◆ **Task statement**
When the word "rmse" shows up in a line of the records below, copy that line.

◆ **Available data**
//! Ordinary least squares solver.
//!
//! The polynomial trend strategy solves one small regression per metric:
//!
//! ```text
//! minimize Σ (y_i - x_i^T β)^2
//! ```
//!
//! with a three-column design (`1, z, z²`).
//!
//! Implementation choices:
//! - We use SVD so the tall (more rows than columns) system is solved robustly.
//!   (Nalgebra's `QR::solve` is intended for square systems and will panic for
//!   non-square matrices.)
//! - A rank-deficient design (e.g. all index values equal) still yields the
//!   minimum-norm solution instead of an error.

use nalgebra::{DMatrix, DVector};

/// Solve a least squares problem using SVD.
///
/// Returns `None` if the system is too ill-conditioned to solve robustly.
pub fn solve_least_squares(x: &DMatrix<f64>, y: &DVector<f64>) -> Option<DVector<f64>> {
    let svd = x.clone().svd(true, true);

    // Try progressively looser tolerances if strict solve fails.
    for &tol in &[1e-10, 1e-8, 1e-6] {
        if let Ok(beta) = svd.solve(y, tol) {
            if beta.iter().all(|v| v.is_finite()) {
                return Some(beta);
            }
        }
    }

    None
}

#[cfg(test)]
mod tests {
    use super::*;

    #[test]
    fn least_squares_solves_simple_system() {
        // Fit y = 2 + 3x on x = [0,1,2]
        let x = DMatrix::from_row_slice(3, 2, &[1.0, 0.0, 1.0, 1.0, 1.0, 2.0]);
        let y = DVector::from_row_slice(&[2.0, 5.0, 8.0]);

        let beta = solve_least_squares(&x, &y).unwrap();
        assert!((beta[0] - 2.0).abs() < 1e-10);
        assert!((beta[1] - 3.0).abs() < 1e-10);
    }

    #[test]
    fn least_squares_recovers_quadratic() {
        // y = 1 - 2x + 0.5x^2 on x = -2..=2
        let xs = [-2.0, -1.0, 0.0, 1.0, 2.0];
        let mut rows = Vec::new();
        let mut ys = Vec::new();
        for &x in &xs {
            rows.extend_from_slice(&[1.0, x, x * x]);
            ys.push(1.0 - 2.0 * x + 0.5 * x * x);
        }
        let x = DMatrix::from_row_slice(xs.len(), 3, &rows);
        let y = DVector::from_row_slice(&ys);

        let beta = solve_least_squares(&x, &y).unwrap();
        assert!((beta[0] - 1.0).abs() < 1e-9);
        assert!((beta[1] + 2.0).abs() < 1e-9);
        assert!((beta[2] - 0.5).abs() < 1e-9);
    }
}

--

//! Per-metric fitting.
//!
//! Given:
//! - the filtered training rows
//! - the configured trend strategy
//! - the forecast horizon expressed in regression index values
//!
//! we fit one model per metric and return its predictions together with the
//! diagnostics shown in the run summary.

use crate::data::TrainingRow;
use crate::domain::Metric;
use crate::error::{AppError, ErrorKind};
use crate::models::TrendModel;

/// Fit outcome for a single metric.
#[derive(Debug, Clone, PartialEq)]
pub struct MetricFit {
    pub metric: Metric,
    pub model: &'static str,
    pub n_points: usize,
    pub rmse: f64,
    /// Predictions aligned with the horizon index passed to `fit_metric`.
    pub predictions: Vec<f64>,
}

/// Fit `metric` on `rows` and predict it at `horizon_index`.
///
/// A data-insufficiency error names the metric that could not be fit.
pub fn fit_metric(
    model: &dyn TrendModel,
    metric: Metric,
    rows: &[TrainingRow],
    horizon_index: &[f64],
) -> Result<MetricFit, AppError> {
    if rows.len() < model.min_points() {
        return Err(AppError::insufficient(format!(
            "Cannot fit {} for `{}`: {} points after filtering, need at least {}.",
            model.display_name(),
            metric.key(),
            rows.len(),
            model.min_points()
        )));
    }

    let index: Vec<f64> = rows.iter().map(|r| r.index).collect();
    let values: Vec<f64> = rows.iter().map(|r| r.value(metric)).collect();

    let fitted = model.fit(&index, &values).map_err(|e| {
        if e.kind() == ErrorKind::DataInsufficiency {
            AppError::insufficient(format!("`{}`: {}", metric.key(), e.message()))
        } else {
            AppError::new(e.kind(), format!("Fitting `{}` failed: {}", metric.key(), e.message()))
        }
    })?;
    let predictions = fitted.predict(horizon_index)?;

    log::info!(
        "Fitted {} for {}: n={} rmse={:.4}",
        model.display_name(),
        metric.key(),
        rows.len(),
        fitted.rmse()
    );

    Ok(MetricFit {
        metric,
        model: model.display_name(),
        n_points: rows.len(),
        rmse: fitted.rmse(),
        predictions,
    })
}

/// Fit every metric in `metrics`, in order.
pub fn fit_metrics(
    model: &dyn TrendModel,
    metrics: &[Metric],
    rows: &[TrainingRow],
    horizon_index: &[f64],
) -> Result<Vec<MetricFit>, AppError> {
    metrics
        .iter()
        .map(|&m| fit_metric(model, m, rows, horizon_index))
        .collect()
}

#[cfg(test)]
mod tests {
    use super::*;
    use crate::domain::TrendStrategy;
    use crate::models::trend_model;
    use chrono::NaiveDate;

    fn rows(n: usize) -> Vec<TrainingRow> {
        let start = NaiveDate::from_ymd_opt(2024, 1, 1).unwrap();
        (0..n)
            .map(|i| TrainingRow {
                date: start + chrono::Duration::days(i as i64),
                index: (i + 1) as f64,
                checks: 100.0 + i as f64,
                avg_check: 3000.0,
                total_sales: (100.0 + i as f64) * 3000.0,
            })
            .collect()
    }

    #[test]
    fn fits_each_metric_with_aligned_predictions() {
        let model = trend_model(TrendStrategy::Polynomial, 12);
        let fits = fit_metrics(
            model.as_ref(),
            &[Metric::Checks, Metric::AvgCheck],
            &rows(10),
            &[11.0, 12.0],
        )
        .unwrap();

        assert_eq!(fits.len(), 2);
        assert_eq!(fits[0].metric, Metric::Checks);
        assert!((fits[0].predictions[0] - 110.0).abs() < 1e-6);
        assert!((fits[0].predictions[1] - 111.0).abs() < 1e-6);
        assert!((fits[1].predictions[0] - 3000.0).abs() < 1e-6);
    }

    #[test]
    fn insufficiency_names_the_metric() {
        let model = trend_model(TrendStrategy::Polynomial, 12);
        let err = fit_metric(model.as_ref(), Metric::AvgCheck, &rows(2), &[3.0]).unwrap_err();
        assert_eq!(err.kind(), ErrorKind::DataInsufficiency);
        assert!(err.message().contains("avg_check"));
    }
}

---

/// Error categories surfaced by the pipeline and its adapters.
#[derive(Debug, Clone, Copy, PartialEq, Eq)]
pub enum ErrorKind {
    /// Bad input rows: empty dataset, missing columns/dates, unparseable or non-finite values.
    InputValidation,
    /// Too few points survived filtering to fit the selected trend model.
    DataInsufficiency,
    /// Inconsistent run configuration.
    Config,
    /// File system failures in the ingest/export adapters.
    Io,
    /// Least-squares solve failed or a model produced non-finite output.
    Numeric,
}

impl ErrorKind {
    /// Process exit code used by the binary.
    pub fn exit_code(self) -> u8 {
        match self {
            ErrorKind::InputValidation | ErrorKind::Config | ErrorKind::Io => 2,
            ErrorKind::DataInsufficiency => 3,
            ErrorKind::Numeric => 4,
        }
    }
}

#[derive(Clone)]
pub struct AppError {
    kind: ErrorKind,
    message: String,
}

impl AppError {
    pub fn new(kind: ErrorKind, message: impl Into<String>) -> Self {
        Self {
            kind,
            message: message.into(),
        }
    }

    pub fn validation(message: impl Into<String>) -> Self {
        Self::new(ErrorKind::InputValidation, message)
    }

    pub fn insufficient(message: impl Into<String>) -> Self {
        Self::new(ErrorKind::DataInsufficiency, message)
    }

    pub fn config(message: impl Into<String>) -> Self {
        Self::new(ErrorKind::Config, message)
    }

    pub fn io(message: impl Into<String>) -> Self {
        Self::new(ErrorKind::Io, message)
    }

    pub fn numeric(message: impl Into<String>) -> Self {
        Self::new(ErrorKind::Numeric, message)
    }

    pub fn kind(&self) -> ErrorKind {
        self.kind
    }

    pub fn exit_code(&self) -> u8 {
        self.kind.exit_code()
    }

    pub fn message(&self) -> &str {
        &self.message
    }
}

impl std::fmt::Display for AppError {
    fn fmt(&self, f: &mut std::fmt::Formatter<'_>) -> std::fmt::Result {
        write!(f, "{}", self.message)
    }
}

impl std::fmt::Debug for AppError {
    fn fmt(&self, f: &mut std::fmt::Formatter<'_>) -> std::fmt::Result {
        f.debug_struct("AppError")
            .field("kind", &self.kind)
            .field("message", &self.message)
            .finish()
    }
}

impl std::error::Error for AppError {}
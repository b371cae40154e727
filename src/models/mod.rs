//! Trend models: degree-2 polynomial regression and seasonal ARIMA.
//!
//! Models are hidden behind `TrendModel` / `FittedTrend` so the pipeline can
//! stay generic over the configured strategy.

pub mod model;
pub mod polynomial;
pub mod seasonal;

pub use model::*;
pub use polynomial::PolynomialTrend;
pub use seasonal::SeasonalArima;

◆ **Solution**
    pub rmse: f64,
        "Fitted {} for {}: n={} rmse={:.4}",
        fitted.rmse()
        rmse: fitted.rmse(),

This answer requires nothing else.